use bitflags::bitflags;

use super::Gamemode;

bitflags! {
    #[derive(Debug, Default, Copy, Clone, PartialEq, Eq, Hash)]
    pub struct Mods: u32 {
        const NOMOD        = 0;
        const NOFAIL       = 1 << 0;
        const EASY         = 1 << 1;
        const TOUCHSCREEN  = 1 << 2;
        const HIDDEN       = 1 << 3;
        const HARDROCK     = 1 << 4;
        const SUDDENDEATH  = 1 << 5;
        const DOUBLETIME   = 1 << 6;
        const RELAX        = 1 << 7;
        const HALFTIME     = 1 << 8;
        const NIGHTCORE    = 1 << 9;
        const FLASHLIGHT   = 1 << 10;
        const AUTOPLAY     = 1 << 11;
        const SPUNOUT      = 1 << 12;
        const AUTOPILOT    = 1 << 13;
        const PERFECT      = 1 << 14;
        const KEY4         = 1 << 15;
        const KEY5         = 1 << 16;
        const KEY6         = 1 << 17;
        const KEY7         = 1 << 18;
        const KEY8         = 1 << 19;
        const FADEIN       = 1 << 20;
        const RANDOM       = 1 << 21;
        const CINEMA       = 1 << 22;
        const TARGET       = 1 << 23;
        const KEY9         = 1 << 24;
        const KEYCOOP      = 1 << 25;
        const KEY1         = 1 << 26;
        const KEY3         = 1 << 27;
        const KEY2         = 1 << 28;
        const SCOREV2      = 1 << 29;
        const MIRROR       = 1 << 30;

        const KEY_MODS = Self::KEY1.bits() | Self::KEY2.bits() | Self::KEY3.bits()
            | Self::KEY4.bits() | Self::KEY5.bits() | Self::KEY6.bits()
            | Self::KEY7.bits() | Self::KEY8.bits() | Self::KEY9.bits()
            | Self::KEYCOOP.bits();
    }
}

impl Mods {
    const DIFFICULTY_CHANGING: Mods = Mods::DOUBLETIME
        .union(Mods::HALFTIME)
        .union(Mods::NIGHTCORE)
        .union(Mods::HARDROCK)
        .union(Mods::EASY)
        .union(Mods::FLASHLIGHT);

    /// Projects the bitset down to the mods that actually change difficulty
    /// attributes. Key counts only matter for mania charts.
    pub fn difficulty_mask(self, mode: Gamemode) -> Mods {
        let mut mask = Self::DIFFICULTY_CHANGING;

        if mode == Gamemode::Mania {
            mask |= Mods::KEY_MODS;
        }

        self & mask
    }
}

/// Acronym string for log lines, e.g. "DTHD". The acronyms are the usual
/// community two-letter codes; they are emitted in alphabetical order so the
/// output is stable no matter how the bitset was assembled.
pub fn repr(mods: Mods) -> String {
    if mods.is_empty() {
        return "NM".into();
    }

    MOD_ACRONYMS
        .iter()
        .filter(|(flag, _)| mods.contains(*flag))
        .map(|(_, acronym)| *acronym)
        .collect()
}

// Sorted by acronym.
const MOD_ACRONYMS: &[(Mods, &str)] = &[
    (Mods::AUTOPILOT, "AP"),
    (Mods::AUTOPLAY, "AT"),
    (Mods::CINEMA, "CN"),
    (Mods::DOUBLETIME, "DT"),
    (Mods::EASY, "EZ"),
    (Mods::FADEIN, "FI"),
    (Mods::FLASHLIGHT, "FL"),
    (Mods::HIDDEN, "HD"),
    (Mods::HARDROCK, "HR"),
    (Mods::HALFTIME, "HT"),
    (Mods::KEY1, "K1"),
    (Mods::KEY2, "K2"),
    (Mods::KEY3, "K3"),
    (Mods::KEY4, "K4"),
    (Mods::KEY5, "K5"),
    (Mods::KEY6, "K6"),
    (Mods::KEY7, "K7"),
    (Mods::KEY8, "K8"),
    (Mods::KEY9, "K9"),
    (Mods::KEYCOOP, "KC"),
    (Mods::MIRROR, "MR"),
    (Mods::NIGHTCORE, "NC"),
    (Mods::NOFAIL, "NF"),
    (Mods::PERFECT, "PF"),
    (Mods::RANDOM, "RD"),
    (Mods::RELAX, "RX"),
    (Mods::SUDDENDEATH, "SD"),
    (Mods::SPUNOUT, "SO"),
    (Mods::TOUCHSCREEN, "TD"),
    (Mods::TARGET, "TP"),
    (Mods::SCOREV2, "V2"),
];

#[cfg(test)]
mod tests {
    use super::*;

    #[test]
    fn difficulty_mask_keeps_rate_and_visual_mods() {
        let mods = Mods::HIDDEN | Mods::DOUBLETIME | Mods::HARDROCK | Mods::NOFAIL;
        let masked = mods.difficulty_mask(Gamemode::Standard);

        assert_eq!(masked, Mods::DOUBLETIME | Mods::HARDROCK);
    }

    #[test]
    fn difficulty_mask_keeps_key_mods_for_mania_only() {
        let mods = Mods::KEY7 | Mods::HALFTIME | Mods::SUDDENDEATH;

        assert_eq!(
            mods.difficulty_mask(Gamemode::Mania),
            Mods::KEY7 | Mods::HALFTIME
        );
        assert_eq!(mods.difficulty_mask(Gamemode::Standard), Mods::HALFTIME);
    }

    #[test]
    fn repr_is_alphabetical_and_order_independent() {
        assert_eq!(repr(Mods::empty()), "NM");
        assert_eq!(repr(Mods::HIDDEN | Mods::DOUBLETIME), "DTHD");
        assert_eq!(repr(Mods::DOUBLETIME | Mods::HIDDEN), "DTHD");
        assert_eq!(repr(Mods::NOFAIL | Mods::EASY), "EZNF");
    }
}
● ● ●
- [Problem description]
The full set of records, transcribed exactly, is the answer.

- [Reply]
use bitflags::bitflags;

use super::Gamemode;

bitflags! {
    #[derive(Debug, Default, Copy, Clone, PartialEq, Eq, Hash)]
    pub struct Mods: u32 {
        const NOMOD        = 0;
        const NOFAIL       = 1 << 0;
        const EASY         = 1 << 1;
        const TOUCHSCREEN  = 1 << 2;
        const HIDDEN       = 1 << 3;
        const HARDROCK     = 1 << 4;
        const SUDDENDEATH  = 1 << 5;
        const DOUBLETIME   = 1 << 6;
        const RELAX        = 1 << 7;
        const HALFTIME     = 1 << 8;
        const NIGHTCORE    = 1 << 9;
        const FLASHLIGHT   = 1 << 10;
        const AUTOPLAY     = 1 << 11;
        const SPUNOUT      = 1 << 12;
        const AUTOPILOT    = 1 << 13;
        const PERFECT      = 1 << 14;
        const KEY4         = 1 << 15;
        const KEY5         = 1 << 16;
        const KEY6         = 1 << 17;
        const KEY7         = 1 << 18;
        const KEY8         = 1 << 19;
        const FADEIN       = 1 << 20;
        const RANDOM       = 1 << 21;
        const CINEMA       = 1 << 22;
        const TARGET       = 1 << 23;
        const KEY9         = 1 << 24;
        const KEYCOOP      = 1 << 25;
        const KEY1         = 1 << 26;
        const KEY3         = 1 << 27;
        const KEY2         = 1 << 28;
        const SCOREV2      = 1 << 29;
        const MIRROR       = 1 << 30;

        const KEY_MODS = Self::KEY1.bits() | Self::KEY2.bits() | Self::KEY3.bits()
            | Self::KEY4.bits() | Self::KEY5.bits() | Self::KEY6.bits()
            | Self::KEY7.bits() | Self::KEY8.bits() | Self::KEY9.bits()
            | Self::KEYCOOP.bits();
    }
}

impl Mods {
    const DIFFICULTY_CHANGING: Mods = Mods::DOUBLETIME
        .union(Mods::HALFTIME)
        .union(Mods::NIGHTCORE)
        .union(Mods::HARDROCK)
        .union(Mods::EASY)
        .union(Mods::FLASHLIGHT);

    /// Projects the bitset down to the mods that actually change difficulty
    /// attributes. Key counts only matter for mania charts.
    pub fn difficulty_mask(self, mode: Gamemode) -> Mods {
        let mut mask = Self::DIFFICULTY_CHANGING;

        if mode == Gamemode::Mania {
            mask |= Mods::KEY_MODS;
        }

        self & mask
    }
}

/// Acronym string for log lines, e.g. "DTHD". The acronyms are the usual
/// community two-letter codes; they are emitted in alphabetical order so the
/// output is stable no matter how the bitset was assembled.
pub fn repr(mods: Mods) -> String {
    if mods.is_empty() {
        return "NM".into();
    }

    MOD_ACRONYMS
        .iter()
        .filter(|(flag, _)| mods.contains(*flag))
        .map(|(_, acronym)| *acronym)
        .collect()
}

// Sorted by acronym.
const MOD_ACRONYMS: &[(Mods, &str)] = &[
    (Mods::AUTOPILOT, "AP"),
    (Mods::AUTOPLAY, "AT"),
    (Mods::CINEMA, "CN"),
    (Mods::DOUBLETIME, "DT"),
    (Mods::EASY, "EZ"),
    (Mods::FADEIN, "FI"),
    (Mods::FLASHLIGHT, "FL"),
    (Mods::HIDDEN, "HD"),
    (Mods::HARDROCK, "HR"),
    (Mods::HALFTIME, "HT"),
    (Mods::KEY1, "K1"),
    (Mods::KEY2, "K2"),
    (Mods::KEY3, "K3"),
    (Mods::KEY4, "K4"),
    (Mods::KEY5, "K5"),
    (Mods::KEY6, "K6"),
    (Mods::KEY7, "K7"),
    (Mods::KEY8, "K8"),
    (Mods::KEY9, "K9"),
    (Mods::KEYCOOP, "KC"),
    (Mods::MIRROR, "MR"),
    (Mods::NIGHTCORE, "NC"),
    (Mods::NOFAIL, "NF"),
    (Mods::PERFECT, "PF"),
    (Mods::RANDOM, "RD"),
    (Mods::RELAX, "RX"),
    (Mods::SUDDENDEATH, "SD"),
    (Mods::SPUNOUT, "SO"),
    (Mods::TOUCHSCREEN, "TD"),
    (Mods::TARGET, "TP"),
    (Mods::SCOREV2, "V2"),
];

#[cfg(test)]
mod tests {
    use super::*;

    #[test]
    fn difficulty_mask_keeps_rate_and_visual_mods() {
        let mods = Mods::HIDDEN | Mods::DOUBLETIME | Mods::HARDROCK | Mods::NOFAIL;
        let masked = mods.difficulty_mask(Gamemode::Standard);

        assert_eq!(masked, Mods::DOUBLETIME | Mods::HARDROCK);
    }

    #[test]
    fn difficulty_mask_keeps_key_mods_for_mania_only() {
        let mods = Mods::KEY7 | Mods::HALFTIME | Mods::SUDDENDEATH;

        assert_eq!(
            mods.difficulty_mask(Gamemode::Mania),
            Mods::KEY7 | Mods::HALFTIME
        );
        assert_eq!(mods.difficulty_mask(Gamemode::Standard), Mods::HALFTIME);
    }

    #[test]
    fn repr_is_alphabetical_and_order_independent() {
        assert_eq!(repr(Mods::empty()), "NM");
        assert_eq!(repr(Mods::HIDDEN | Mods::DOUBLETIME), "DTHD");
        assert_eq!(repr(Mods::DOUBLETIME | Mods::HIDDEN), "DTHD");
        assert_eq!(repr(Mods::NOFAIL | Mods::EASY), "EZNF");
    }
}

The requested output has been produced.